*GIVEN RECORDS*.
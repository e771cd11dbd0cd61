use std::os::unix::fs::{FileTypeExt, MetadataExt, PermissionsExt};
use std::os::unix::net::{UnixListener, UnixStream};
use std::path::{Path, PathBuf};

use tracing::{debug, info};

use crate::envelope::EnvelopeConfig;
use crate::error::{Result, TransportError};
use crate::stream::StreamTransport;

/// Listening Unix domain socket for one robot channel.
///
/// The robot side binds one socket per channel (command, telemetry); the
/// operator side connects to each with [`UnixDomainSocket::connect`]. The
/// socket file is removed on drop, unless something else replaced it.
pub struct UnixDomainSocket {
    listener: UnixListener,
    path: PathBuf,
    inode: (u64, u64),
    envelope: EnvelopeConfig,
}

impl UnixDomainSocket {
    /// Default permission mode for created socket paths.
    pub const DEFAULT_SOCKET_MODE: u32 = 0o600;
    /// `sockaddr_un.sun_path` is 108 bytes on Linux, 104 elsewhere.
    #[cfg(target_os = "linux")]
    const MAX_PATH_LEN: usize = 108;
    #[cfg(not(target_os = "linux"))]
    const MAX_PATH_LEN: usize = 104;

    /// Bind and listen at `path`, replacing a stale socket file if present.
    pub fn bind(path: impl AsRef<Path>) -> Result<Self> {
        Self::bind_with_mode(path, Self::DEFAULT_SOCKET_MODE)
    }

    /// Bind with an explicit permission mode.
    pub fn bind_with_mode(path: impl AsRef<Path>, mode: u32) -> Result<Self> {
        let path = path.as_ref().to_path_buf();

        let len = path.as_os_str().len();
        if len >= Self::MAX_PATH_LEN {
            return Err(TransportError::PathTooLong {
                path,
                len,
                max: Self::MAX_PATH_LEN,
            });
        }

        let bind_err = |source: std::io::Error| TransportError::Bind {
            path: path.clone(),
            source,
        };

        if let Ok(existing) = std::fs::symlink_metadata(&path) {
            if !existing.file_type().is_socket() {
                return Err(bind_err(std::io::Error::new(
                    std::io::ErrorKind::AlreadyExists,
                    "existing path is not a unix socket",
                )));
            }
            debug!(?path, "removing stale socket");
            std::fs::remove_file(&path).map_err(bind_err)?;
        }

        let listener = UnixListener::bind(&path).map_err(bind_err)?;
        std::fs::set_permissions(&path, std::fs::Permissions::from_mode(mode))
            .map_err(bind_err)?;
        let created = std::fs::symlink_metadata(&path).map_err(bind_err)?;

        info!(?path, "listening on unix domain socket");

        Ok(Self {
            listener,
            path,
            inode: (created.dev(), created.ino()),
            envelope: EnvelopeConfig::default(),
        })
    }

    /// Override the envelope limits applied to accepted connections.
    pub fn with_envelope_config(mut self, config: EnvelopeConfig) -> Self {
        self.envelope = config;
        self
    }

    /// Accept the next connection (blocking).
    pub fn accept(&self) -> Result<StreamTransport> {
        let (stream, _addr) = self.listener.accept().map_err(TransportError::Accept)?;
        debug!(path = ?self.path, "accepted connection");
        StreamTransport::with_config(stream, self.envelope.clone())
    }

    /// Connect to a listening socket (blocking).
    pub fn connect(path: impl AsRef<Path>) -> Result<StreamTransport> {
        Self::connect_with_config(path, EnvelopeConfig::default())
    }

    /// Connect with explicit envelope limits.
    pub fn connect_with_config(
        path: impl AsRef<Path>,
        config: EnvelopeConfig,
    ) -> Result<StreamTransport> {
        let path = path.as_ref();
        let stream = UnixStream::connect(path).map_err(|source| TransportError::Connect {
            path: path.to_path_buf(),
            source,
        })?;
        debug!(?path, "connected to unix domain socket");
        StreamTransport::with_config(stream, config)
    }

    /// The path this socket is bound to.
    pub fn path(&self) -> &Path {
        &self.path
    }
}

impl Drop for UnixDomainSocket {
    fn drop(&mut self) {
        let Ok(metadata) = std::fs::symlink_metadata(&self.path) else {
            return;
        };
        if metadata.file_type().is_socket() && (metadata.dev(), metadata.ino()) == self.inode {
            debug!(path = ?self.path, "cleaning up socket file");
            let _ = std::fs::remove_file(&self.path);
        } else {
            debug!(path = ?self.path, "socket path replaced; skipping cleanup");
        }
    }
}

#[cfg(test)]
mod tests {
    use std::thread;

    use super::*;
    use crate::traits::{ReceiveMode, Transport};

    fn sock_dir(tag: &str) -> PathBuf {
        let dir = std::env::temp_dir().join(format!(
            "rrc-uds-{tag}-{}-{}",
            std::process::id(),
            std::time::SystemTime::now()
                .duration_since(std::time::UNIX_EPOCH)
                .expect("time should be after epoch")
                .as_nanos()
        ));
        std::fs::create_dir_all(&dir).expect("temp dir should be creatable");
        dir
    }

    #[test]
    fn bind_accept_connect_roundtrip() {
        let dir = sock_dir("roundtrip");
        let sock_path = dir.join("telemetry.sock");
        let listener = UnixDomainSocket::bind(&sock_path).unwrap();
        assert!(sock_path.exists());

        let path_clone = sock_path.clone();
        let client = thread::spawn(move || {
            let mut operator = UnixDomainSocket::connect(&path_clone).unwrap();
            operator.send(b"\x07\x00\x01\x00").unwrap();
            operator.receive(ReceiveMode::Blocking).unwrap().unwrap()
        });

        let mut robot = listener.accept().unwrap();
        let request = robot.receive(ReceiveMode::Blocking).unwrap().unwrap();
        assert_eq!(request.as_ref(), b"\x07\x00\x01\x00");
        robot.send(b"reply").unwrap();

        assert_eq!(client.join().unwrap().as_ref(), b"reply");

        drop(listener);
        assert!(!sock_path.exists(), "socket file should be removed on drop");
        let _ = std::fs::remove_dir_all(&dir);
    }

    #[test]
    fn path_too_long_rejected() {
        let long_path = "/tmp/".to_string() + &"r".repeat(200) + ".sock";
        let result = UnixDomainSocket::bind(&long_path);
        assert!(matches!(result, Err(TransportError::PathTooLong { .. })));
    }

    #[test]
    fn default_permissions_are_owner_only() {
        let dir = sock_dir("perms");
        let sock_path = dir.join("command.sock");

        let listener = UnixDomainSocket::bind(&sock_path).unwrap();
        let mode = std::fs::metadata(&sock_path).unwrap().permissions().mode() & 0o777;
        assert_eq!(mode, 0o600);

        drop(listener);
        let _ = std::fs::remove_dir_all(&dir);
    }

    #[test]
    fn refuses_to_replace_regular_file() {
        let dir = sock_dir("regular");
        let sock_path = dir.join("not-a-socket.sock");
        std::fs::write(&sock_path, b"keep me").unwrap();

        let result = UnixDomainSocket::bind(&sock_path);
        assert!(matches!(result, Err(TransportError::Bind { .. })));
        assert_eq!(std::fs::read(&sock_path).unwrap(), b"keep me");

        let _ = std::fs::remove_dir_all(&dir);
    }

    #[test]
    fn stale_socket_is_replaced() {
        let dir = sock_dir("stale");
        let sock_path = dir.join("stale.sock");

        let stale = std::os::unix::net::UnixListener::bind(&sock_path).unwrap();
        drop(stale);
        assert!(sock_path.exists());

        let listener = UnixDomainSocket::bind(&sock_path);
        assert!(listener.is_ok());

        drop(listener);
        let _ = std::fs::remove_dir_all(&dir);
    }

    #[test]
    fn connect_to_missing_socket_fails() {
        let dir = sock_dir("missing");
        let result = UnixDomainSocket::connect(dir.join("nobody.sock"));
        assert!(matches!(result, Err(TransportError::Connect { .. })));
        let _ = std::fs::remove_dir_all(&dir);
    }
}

---

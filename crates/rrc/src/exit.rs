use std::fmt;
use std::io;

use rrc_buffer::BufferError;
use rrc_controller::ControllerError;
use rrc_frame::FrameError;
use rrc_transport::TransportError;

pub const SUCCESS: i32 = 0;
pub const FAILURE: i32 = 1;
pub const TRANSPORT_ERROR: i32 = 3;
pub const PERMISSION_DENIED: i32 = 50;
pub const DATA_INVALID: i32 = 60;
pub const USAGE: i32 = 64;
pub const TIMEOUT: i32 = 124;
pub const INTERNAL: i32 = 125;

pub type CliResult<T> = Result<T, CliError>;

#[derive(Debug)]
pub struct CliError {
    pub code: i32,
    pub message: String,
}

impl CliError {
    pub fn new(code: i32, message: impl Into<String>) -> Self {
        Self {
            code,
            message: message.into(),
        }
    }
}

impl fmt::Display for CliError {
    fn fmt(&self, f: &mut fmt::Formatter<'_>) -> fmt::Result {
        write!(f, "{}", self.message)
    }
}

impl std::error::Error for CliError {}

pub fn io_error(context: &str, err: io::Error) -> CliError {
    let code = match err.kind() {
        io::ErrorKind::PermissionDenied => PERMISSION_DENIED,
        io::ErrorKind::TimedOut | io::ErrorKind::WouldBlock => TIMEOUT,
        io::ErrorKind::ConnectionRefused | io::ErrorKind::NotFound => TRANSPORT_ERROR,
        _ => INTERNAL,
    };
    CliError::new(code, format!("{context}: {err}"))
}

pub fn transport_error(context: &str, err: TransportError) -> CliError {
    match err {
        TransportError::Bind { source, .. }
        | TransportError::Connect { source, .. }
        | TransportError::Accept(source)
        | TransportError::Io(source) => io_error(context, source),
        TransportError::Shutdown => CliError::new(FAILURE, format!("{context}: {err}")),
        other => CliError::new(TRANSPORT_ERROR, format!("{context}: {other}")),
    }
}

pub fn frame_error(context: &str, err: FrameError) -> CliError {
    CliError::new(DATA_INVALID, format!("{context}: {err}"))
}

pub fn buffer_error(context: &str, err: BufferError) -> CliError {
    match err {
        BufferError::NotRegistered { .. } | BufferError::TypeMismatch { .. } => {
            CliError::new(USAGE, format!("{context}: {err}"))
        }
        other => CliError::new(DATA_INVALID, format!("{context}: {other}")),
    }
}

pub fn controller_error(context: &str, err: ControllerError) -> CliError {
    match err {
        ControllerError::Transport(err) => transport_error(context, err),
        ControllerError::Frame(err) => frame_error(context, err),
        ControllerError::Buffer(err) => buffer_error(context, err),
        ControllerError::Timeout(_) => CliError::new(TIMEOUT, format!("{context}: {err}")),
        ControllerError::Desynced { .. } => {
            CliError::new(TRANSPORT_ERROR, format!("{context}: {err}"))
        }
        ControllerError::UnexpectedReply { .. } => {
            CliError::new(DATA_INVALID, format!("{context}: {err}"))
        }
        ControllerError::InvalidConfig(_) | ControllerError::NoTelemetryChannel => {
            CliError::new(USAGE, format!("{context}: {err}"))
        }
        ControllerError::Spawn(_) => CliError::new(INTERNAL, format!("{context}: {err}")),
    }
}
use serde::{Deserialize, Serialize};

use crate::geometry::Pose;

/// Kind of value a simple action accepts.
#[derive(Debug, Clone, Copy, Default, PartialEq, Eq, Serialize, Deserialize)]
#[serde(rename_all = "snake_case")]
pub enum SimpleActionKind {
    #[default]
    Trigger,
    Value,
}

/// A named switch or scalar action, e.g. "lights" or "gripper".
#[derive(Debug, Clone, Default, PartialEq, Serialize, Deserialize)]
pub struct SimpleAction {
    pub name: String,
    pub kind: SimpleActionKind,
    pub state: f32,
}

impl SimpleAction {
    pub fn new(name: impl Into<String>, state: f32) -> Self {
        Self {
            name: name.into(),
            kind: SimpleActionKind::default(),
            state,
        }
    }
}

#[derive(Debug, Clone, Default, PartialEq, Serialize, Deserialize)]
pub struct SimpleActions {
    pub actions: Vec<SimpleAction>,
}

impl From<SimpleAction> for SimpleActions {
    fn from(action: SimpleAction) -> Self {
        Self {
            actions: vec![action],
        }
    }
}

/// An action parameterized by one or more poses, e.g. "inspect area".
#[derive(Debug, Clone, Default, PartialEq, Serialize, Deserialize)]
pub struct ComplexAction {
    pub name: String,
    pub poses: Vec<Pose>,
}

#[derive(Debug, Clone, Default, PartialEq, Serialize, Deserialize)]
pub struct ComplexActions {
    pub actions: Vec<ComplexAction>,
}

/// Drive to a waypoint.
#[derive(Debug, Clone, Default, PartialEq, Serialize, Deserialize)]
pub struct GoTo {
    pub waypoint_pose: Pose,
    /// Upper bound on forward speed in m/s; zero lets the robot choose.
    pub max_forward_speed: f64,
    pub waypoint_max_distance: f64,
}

---

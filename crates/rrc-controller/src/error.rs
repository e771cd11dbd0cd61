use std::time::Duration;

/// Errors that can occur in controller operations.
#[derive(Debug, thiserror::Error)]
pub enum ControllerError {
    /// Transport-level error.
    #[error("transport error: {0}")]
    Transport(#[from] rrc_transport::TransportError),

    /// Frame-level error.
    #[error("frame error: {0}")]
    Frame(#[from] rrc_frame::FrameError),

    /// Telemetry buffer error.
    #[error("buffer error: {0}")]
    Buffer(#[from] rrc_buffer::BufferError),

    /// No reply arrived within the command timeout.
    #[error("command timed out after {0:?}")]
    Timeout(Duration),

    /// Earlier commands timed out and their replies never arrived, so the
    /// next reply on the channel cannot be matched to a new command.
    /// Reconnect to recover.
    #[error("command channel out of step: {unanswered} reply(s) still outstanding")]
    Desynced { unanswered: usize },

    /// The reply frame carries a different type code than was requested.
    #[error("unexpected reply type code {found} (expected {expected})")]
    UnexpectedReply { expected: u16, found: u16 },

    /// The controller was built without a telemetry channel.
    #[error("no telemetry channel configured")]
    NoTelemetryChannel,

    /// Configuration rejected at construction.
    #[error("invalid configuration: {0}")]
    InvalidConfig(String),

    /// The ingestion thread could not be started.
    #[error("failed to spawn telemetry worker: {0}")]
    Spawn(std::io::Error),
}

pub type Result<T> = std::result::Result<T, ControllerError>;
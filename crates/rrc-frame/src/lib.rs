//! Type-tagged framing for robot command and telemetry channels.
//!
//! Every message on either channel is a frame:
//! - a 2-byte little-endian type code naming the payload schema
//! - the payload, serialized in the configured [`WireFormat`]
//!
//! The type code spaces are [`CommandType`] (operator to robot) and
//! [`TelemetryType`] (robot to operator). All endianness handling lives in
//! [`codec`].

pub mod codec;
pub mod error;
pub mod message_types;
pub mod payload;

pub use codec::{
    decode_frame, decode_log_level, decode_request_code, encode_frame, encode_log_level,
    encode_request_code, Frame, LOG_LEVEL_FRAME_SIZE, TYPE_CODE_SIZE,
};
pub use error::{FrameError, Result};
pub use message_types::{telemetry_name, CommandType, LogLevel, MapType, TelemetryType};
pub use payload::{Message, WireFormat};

*WHAT THE TASK REQUIRES*. Look through the entries above, and wherever a line holds the string "inode", copy it.

*ANSWER FOR THE TASK*.
    inode: (u64, u64),
            inode: (created.dev(), created.ino()),
        if metadata.file_type().is_socket() && (metadata.dev(), metadata.ino()) == self.inode {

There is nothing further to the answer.